What is needed: Transcribe, word for word and without additions, each line below from the one containing "fn read_token_user(token: &OwnedHandle)" through the one containing "if first_ok != 0", both ends included.

Collected data entries:
= = = =

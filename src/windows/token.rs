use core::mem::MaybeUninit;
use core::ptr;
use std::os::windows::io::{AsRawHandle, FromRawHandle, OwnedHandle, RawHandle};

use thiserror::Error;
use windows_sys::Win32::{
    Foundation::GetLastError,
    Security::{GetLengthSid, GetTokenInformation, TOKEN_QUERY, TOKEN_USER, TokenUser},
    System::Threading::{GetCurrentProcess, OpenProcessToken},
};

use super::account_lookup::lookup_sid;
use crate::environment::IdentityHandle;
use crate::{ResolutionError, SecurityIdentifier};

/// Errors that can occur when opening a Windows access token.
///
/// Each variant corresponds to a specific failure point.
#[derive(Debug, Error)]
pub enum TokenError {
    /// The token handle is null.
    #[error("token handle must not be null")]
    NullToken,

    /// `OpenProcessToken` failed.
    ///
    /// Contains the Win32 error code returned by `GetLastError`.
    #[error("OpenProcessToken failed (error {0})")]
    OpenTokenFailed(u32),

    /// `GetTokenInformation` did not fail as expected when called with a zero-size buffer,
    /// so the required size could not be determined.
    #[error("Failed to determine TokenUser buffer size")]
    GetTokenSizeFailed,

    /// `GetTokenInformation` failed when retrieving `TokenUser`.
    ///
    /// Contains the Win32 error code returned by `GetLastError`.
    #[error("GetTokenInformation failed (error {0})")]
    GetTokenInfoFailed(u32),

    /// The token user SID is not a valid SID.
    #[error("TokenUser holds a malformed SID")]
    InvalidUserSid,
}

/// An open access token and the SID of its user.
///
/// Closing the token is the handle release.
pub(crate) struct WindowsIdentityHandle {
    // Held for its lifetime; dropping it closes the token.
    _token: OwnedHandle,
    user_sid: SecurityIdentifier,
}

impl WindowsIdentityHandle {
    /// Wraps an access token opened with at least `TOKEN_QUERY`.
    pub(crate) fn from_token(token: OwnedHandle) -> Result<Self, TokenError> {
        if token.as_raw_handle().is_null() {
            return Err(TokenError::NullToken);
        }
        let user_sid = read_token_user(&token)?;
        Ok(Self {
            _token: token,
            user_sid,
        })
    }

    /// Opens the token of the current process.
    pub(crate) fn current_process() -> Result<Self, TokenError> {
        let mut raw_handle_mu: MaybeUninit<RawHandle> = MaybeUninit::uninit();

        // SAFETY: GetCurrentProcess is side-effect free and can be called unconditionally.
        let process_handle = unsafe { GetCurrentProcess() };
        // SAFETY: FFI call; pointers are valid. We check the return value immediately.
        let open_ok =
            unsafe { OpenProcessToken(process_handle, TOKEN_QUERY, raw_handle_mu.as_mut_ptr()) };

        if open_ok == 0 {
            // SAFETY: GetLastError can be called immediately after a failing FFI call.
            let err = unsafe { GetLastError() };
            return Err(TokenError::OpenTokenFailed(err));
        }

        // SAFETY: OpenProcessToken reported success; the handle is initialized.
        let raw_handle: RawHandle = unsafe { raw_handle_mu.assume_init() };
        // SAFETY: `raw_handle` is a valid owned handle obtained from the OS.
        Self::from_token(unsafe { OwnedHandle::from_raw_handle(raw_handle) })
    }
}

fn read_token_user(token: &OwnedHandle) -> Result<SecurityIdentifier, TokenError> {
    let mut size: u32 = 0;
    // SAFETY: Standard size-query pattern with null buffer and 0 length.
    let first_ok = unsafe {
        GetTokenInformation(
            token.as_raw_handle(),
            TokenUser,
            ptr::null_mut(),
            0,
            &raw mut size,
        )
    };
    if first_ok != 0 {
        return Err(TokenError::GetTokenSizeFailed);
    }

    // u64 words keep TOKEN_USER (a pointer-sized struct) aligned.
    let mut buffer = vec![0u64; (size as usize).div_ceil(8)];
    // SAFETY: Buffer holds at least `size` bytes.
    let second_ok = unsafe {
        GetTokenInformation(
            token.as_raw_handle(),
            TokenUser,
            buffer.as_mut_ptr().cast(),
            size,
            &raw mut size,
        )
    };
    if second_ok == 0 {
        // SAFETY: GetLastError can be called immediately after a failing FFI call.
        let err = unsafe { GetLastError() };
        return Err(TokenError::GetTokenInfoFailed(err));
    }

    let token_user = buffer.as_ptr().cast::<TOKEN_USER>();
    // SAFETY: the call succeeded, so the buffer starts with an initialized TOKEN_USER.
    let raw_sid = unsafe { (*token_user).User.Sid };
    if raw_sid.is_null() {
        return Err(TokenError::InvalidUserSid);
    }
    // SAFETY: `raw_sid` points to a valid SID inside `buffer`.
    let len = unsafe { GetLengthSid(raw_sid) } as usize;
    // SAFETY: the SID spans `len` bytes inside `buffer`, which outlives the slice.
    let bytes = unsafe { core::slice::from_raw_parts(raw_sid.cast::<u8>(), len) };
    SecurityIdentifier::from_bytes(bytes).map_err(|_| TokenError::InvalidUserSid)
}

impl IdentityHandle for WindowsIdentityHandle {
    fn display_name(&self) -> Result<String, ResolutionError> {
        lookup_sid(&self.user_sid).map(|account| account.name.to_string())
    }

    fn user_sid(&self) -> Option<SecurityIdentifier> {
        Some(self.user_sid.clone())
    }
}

= = = =

Your solution:
fn read_token_user(token: &OwnedHandle) -> Result<SecurityIdentifier, TokenError> {
    let mut size: u32 = 0;
    // SAFETY: Standard size-query pattern with null buffer and 0 length.
    let first_ok = unsafe {
        GetTokenInformation(
            token.as_raw_handle(),
            TokenUser,
            ptr::null_mut(),
            0,
            &raw mut size,
        )
    };
    if first_ok != 0 {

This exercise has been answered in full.